Wherever "StatusCode" shows up in the records below, copy the whole line.

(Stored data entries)
● ● ● ● ● ● ●
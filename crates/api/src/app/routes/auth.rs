use std::sync::Arc;

use axum::{
    Json,
    extract::{Extension, rejection::JsonRejection},
    http::StatusCode,
    response::{IntoResponse, Response},
};
use chrono::Utc;

use stockdesk_auth::{Credentials, check_credentials};
use stockdesk_core::normalize_email;

use crate::app::dto::{LoginResponse, MeResponse};
use crate::app::errors;
use crate::app::services::AppServices;
use crate::context::UserContext;

pub async fn login(
    Extension(services): Extension<Arc<AppServices>>,
    body: Result<Json<Credentials>, JsonRejection>,
) -> Response {
    let Json(credentials) = match body {
        Ok(b) => b,
        Err(rejection) => return errors::body_rejection_to_response(rejection),
    };

    let email = normalize_email(&credentials.email);
    if email.is_empty() || credentials.password.is_empty() {
        return errors::json_error(
            StatusCode::BAD_REQUEST,
            "validation_error",
            "email and password are required",
        );
    }

    let account = match services.users.find_by_email(&email).await {
        Ok(account) => account,
        Err(e) => return errors::repo_error_to_response(e),
    };

    let password = credentials.password;
    let user = match tokio::task::spawn_blocking(move || check_credentials(account, &password)).await {
        Ok(Some(user)) => user,
        Ok(None) => {
            tracing::warn!(%email, "login rejected");
            return errors::json_error(StatusCode::UNAUTHORIZED, "unauthorized", "invalid credentials");
        }
        Err(e) => {
            tracing::error!(error = %e, "credential check did not complete");
            return errors::json_error(
                StatusCode::INTERNAL_SERVER_ERROR,
                "internal_error",
                "could not check credentials",
            );
        }
    };

    match services.issuer.issue(&user, Utc::now()) {
        Ok(issued) => {
            tracing::info!(user_id = %user.id, "login succeeded");
            (
                StatusCode::OK,
                Json(LoginResponse {
                    token: issued.token,
                    expires_at: issued.expires_at,
                }),
            )
                .into_response()
        }
        Err(e) => {
            tracing::error!(error = %e, "token issuance failed");
            errors::json_error(
                StatusCode::INTERNAL_SERVER_ERROR,
                "token_error",
                "could not issue a token",
            )
        }
    }
}

pub async fn me(Extension(user): Extension<UserContext>) -> Response {
    Json(MeResponse {
        id: user.user_id(),
        email: user.email().to_string(),
    })
    .into_response()
}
● ● ● ● ● ● ●
## Written answer:
    http::StatusCode,
            StatusCode::BAD_REQUEST,
            return errors::json_error(StatusCode::UNAUTHORIZED, "unauthorized", "invalid credentials");
                StatusCode::INTERNAL_SERVER_ERROR,
                StatusCode::OK,
                StatusCode::INTERNAL_SERVER_ERROR,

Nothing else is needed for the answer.